But over time, the Sagebrush, like everything else in Los Angeles, has gentrified. Now the sawdust on the floor is gone and the Sagebrush does an amazing brunch, so my son and I ate our fill of waffles, shrimp and crab's legs, and perfectly done eggs benedict, then moseyed up to the special tequila bar they'd set up just for Mom (a.k.a. me!). And my son and I shared a celebratory shot of tequila sweetened with something delicious and watermelon-y. New memories, and ones that I will actually remember.

And I thought, "this is the day I was waiting for, all those years ago." That's right, that day when he grabbed all the cat turds out of the litter box and drew little brown cat-turd portraits all over the laundry room wall while I wasn't looking. The day he took a magic market to my favorite quilt while I was grading papers. The days he came home from first grade crying and I realized the best thing would be to hold him back another year to reduce his stress levels and let him catch up academically. 

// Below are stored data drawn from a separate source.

//! Derived navigation and text indexes
//!
//! Everything here is computed from committed versions and can be rebuilt
//! from the chronicles at any time. Each entity contributes through its
//! latest visible version only, ordered by (stamp time, commit sequence),
//! so applying the same versions in any grouping or order yields the same
//! index. A description counts only while its owner's latest version lists it.

use crate::graph::{Version, VersionData};
use crate::identity::Handle;
use chrono::{DateTime, Utc};
use serde::Serialize;
use std::collections::{BTreeSet, HashMap};

/// A child hint that the child's own `is-a` axioms do not confirm
#[derive(Debug, Clone, Copy, PartialEq, Eq, PartialOrd, Ord, Serialize)]
pub struct UnconfirmedHint {
    pub parent: Handle,
    pub child: Handle,
}

/// Secondary indexes over the latest visible version of every entity
#[derive(Debug, Default)]
pub struct SecondaryIndex {
    latest: HashMap<Handle, (DateTime<Utc>, u64)>,
    parents: HashMap<Handle, BTreeSet<Handle>>,
    children: HashMap<Handle, BTreeSet<Handle>>,
    child_hints: HashMap<Handle, BTreeSet<Handle>>,
    owner: HashMap<Handle, Handle>,
    /// Owner -> descriptions its latest version lists
    attached: HashMap<Handle, BTreeSet<Handle>>,
    descriptions: HashMap<Handle, BTreeSet<Handle>>,
    description_tokens: HashMap<Handle, BTreeSet<String>>,
    tokens: HashMap<String, BTreeSet<Handle>>,
    semantic_target: HashMap<Handle, (Handle, Handle)>,
    by_component: HashMap<Handle, BTreeSet<Handle>>,
    by_pattern: HashMap<Handle, BTreeSet<Handle>>,
}

/// Lowercased alphanumeric words of a description text
pub fn tokenize(text: &str) -> BTreeSet<String> {
    text.split(|c: char| !c.is_alphanumeric())
        .filter(|w| !w.is_empty())
        .map(|w| w.to_lowercase())
        .collect()
}

fn unlink(map: &mut HashMap<Handle, BTreeSet<Handle>>, key: Handle, value: Handle) {
    if let Some(set) = map.get_mut(&key) {
        set.remove(&value);
        if set.is_empty() {
            map.remove(&key);
        }
    }
}

impl SecondaryIndex {
    pub fn new() -> Self {
        Self::default()
    }

    /// Fold committed versions into the index.
    ///
    /// Returns the concepts whose parents or hints changed, for hint checks.
    pub fn apply<'a>(&mut self, versions: impl IntoIterator<Item = &'a Version>) -> BTreeSet<Handle> {
        let mut touched = BTreeSet::new();
        for version in versions {
            if !version.stamp.is_visible() {
                continue;
            }
            let key = (version.stamp.time, version.commit);
            if self.latest.get(&version.handle).is_some_and(|current| *current >= key) {
                continue;
            }
            self.latest.insert(version.handle, key);
            if self.index(version) {
                touched.insert(version.handle);
            }
        }
        touched
    }

    fn index(&mut self, version: &Version) -> bool {
        let handle = version.handle;
        match &version.data {
            VersionData::Concept(concept) => {
                let old = self.parents.remove(&handle).unwrap_or_default();
                for parent in old.difference(&concept.parents) {
                    unlink(&mut self.children, *parent, handle);
                }
                for parent in &concept.parents {
                    self.children.entry(*parent).or_default().insert(handle);
                }
                if !concept.parents.is_empty() {
                    self.parents.insert(handle, concept.parents.clone());
                }
                if concept.child_hints.is_empty() {
                    self.child_hints.remove(&handle);
                } else {
                    self.child_hints.insert(handle, concept.child_hints.clone());
                }
                self.attach_descriptions(handle, &concept.descriptions);
                true
            }
            VersionData::Description(description) => {
                if let Some(previous) = self.owner.insert(handle, description.concept) {
                    unlink(&mut self.descriptions, previous, handle);
                }
                self.descriptions.entry(description.concept).or_default().insert(handle);

                for token in self.description_tokens.remove(&handle).unwrap_or_default() {
                    let emptied = self.tokens.get_mut(&token).map(|set| {
                        set.remove(&handle);
                        set.is_empty()
                    });
                    if emptied == Some(true) {
                        self.tokens.remove(&token);
                    }
                }
                let tokens = tokenize(&description.text);
                for token in &tokens {
                    self.tokens.entry(token.clone()).or_default().insert(handle);
                }
                self.description_tokens.insert(handle, tokens);
                false
            }
            VersionData::Semantic(semantic) => {
                let target = (semantic.pattern, semantic.referenced_component);
                if let Some((pattern, component)) = self.semantic_target.insert(handle, target) {
                    unlink(&mut self.by_pattern, pattern, handle);
                    unlink(&mut self.by_component, component, handle);
                }
                self.by_pattern.entry(semantic.pattern).or_default().insert(handle);
                self.by_component
                    .entry(semantic.referenced_component)
                    .or_default()
                    .insert(handle);
                false
            }
            VersionData::Pattern(pattern) => {
                self.attach_descriptions(handle, &pattern.descriptions);
                false
            }
        }
    }

    fn attach_descriptions(&mut self, owner: Handle, descriptions: &[Handle]) {
        if descriptions.is_empty() {
            self.attached.remove(&owner);
        } else {
            self.attached.insert(owner, descriptions.iter().copied().collect());
        }
    }

    fn is_attached(&self, description: Handle) -> bool {
        self.owner
            .get(&description)
            .and_then(|owner| self.attached.get(owner))
            .is_some_and(|listed| listed.contains(&description))
    }

    /// Concepts that declare `parent` as an `is-a` parent
    pub fn children(&self, parent: Handle) -> Vec<Handle> {
        self.children
            .get(&parent)
            .map(|c| c.iter().copied().collect())
            .unwrap_or_default()
    }

    /// Descriptions of `owner` that its latest version still lists
    pub fn descriptions(&self, owner: Handle) -> Vec<Handle> {
        self.descriptions
            .get(&owner)
            .map(|d| d.iter().copied().filter(|h| self.is_attached(*h)).collect())
            .unwrap_or_default()
    }

    pub fn semantics_for(&self, component: Handle) -> Vec<Handle> {
        self.by_component
            .get(&component)
            .map(|s| s.iter().copied().collect())
            .unwrap_or_default()
    }

    pub fn semantics_of(&self, pattern: Handle) -> Vec<Handle> {
        self.by_pattern
            .get(&pattern)
            .map(|s| s.iter().copied().collect())
            .unwrap_or_default()
    }

    /// Owners (concepts or patterns) of descriptions containing every word of `query`
    pub fn search(&self, query: &str) -> Vec<Handle> {
        let mut words = tokenize(query).into_iter();
        let Some(first) = words.next() else {
            return Vec::new();
        };
        let mut hits: BTreeSet<Handle> = self.tokens.get(&first).cloned().unwrap_or_default();
        for word in words {
            let Some(matching) = self.tokens.get(&word) else {
                return Vec::new();
            };
            hits.retain(|h| matching.contains(h));
        }
        let owners: BTreeSet<Handle> = hits
            .iter()
            .filter(|h| self.is_attached(**h))
            .filter_map(|h| self.owner.get(h).copied())
            .collect();
        owners.into_iter().collect()
    }

    /// Child hints of `parents` not confirmed by the child's indexed parents
    pub fn unconfirmed_hints<'a>(&self, parents: impl IntoIterator<Item = &'a Handle>) -> Vec<UnconfirmedHint> {
        let mut report = Vec::new();
        for parent in parents {
            let Some(hints) = self.child_hints.get(parent) else {
                continue;
            };
            for child in hints {
                let confirmed = self.parents.get(child).is_some_and(|p| p.contains(parent));
                if !confirmed {
                    report.push(UnconfirmedHint {
                        parent: *parent,
                        child: *child,
                    });
                }
            }
        }
        report
    }

    /// Every unconfirmed hint in the index, sorted
    pub fn navigation_report(&self) -> Vec<UnconfirmedHint> {
        let mut report = self.unconfirmed_hints(self.child_hints.keys());
        report.sort();
        report
    }

    /// Number of entities with an indexed latest version
    pub fn len(&self) -> usize {
        self.latest.len()
    }

    pub fn is_empty(&self) -> bool {
        self.latest.is_empty()
    }
}

#[cfg(test)]
mod tests {
    use super::*;
    use crate::graph::{ConceptVersion, DescriptionType, DescriptionVersion, ResolvedStamp, Status};
    use chrono::{Duration, TimeZone};

    fn stamp(day: i64, status: Status) -> ResolvedStamp {
        ResolvedStamp {
            status,
            time: Utc.with_ymd_and_hms(2024, 1, 1, 0, 0, 0).unwrap() + Duration::days(day),
            author: Handle::new(1),
            module: Handle::new(1),
            path: Handle::new(1),
        }
    }

    fn concept(handle: u32, commit: u64, day: i64, parents: &[u32], hints: &[u32]) -> Version {
        Version {
            handle: Handle::new(handle),
            commit,
            stamp: stamp(day, Status::Active),
            data: VersionData::Concept(ConceptVersion {
                parents: parents.iter().copied().map(Handle::new).collect(),
                child_hints: hints.iter().copied().map(Handle::new).collect(),
                ..Default::default()
            }),
        }
    }

    fn owner(handle: u32, commit: u64, day: i64, descriptions: &[u32]) -> Version {
        Version {
            handle: Handle::new(handle),
            commit,
            stamp: stamp(day, Status::Active),
            data: VersionData::Concept(ConceptVersion {
                descriptions: descriptions.iter().copied().map(Handle::new).collect(),
                ..Default::default()
            }),
        }
    }

    fn description(handle: u32, owner: u32, text: &str) -> Version {
        Version {
            handle: Handle::new(handle),
            commit: 1,
            stamp: stamp(0, Status::Active),
            data: VersionData::Description(DescriptionVersion {
                concept: Handle::new(owner),
                description_type: DescriptionType::Synonym,
                text: text.to_string(),
                language: Handle::new(2),
                case_significance: Handle::new(2),
                dialects: Vec::new(),
            }),
        }
    }

    #[test]
    fn test_children_follow_latest_parents() {
        let mut index = SecondaryIndex::new();
        index.apply(&[concept(10, 1, 0, &[20], &[])]);
        assert_eq!(index.children(Handle::new(20)), vec![Handle::new(10)]);

        index.apply(&[concept(10, 2, 1, &[21], &[])]);
        assert!(index.children(Handle::new(20)).is_empty());
        assert_eq!(index.children(Handle::new(21)), vec![Handle::new(10)]);
    }

    #[test]
    fn test_order_of_application_does_not_matter() {
        let versions = vec![
            concept(10, 1, 5, &[20], &[]),
            concept(10, 2, 1, &[21], &[]),
            concept(11, 2, 1, &[20], &[]),
        ];
        let mut forward = SecondaryIndex::new();
        forward.apply(&versions);
        let mut backward = SecondaryIndex::new();
        backward.apply(versions.iter().rev());

        // Commit 1 carries the later stamp time, so it stays latest
        for index in [&forward, &backward] {
            assert_eq!(index.children(Handle::new(20)), vec![Handle::new(10), Handle::new(11)]);
            assert!(index.children(Handle::new(21)).is_empty());
        }
    }

    #[test]
    fn test_cancelled_versions_are_ignored() {
        let mut index = SecondaryIndex::new();
        let mut cancelled = concept(10, 1, 0, &[20], &[]);
        cancelled.stamp.status = Status::Cancelled;
        index.apply(&[cancelled]);
        assert!(index.children(Handle::new(20)).is_empty());
        assert!(index.is_empty());
    }

    #[test]
    fn test_search_matches_every_word() {
        let mut index = SecondaryIndex::new();
        index.apply(&[
            description(30, 10, "Heart structure (body structure)"),
            description(31, 11, "Structure of lung"),
            owner(10, 1, 0, &[30]),
            owner(11, 1, 0, &[31]),
        ]);
        assert_eq!(index.search("structure"), vec![Handle::new(10), Handle::new(11)]);
        assert_eq!(index.search("HEART structure"), vec![Handle::new(10)]);
        assert!(index.search("kidney").is_empty());
        assert!(index.search("  ").is_empty());
    }

    #[test]
    fn test_descriptions_follow_the_owner_version() {
        let versions = vec![
            owner(10, 1, 0, &[30]),
            description(30, 10, "Hart"),
            owner(10, 2, 1, &[31]),
            description(31, 10, "Heart"),
        ];
        let mut forward = SecondaryIndex::new();
        forward.apply(&versions);
        let mut backward = SecondaryIndex::new();
        backward.apply(versions.iter().rev());

        for index in [&forward, &backward] {
            assert_eq!(index.descriptions(Handle::new(10)), vec![Handle::new(31)]);
            assert!(index.search("hart").is_empty());
            assert_eq!(index.search("heart"), vec![Handle::new(10)]);
        }
    }

    #[test]
    fn test_unconfirmed_hints() {
        let mut index = SecondaryIndex::new();
        let touched = index.apply(&[concept(20, 1, 0, &[], &[10, 11])]);
        assert_eq!(index.unconfirmed_hints(&touched).len(), 2);

        index.apply(&[concept(10, 2, 0, &[20], &[])]);
        assert_eq!(
            index.navigation_report(),
            vec![UnconfirmedHint {
                parent: Handle::new(20),
                child: Handle::new(11),
            }]
        );
    }
}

Those days, I dreamed of some future day I could raise a glass, smile at him and think, "well, we made it." Ditto for my stepkids. Stepmoms usually need to earn the right to be called "Mom," and that's not always an easy road. You're the third or fourth wheel the poor kids got in the divorce game of Parent Roulette, and you not only have to worry about instilling discipline and order, you also have to worry about being liked. That's a tough road to travel, and the day your stepkids start spontaneously telling you they love you is a day of honor, believe me. 

So to the parents of adult kids, moms, and anyone who is like-a-mom to someone, let's look forward to future brunches and a time when the family can all be together. And to the moms of little ones, your day is coming, too. Smile and throw those undercooked eggs in the microwave for 30 seconds, scrape the soot off the toast, and just know that you're loved. 

It won't always be cat turd pictures and magic marker-ed quilts, luckily. Time will fly, and before you know it, it will be all about the watermelon tequila shots and eggs benedict. And if they're well into their 20's, you won't even have to worry whether they have enough dough to pick up the tab. 

Happy Mother's Day, all!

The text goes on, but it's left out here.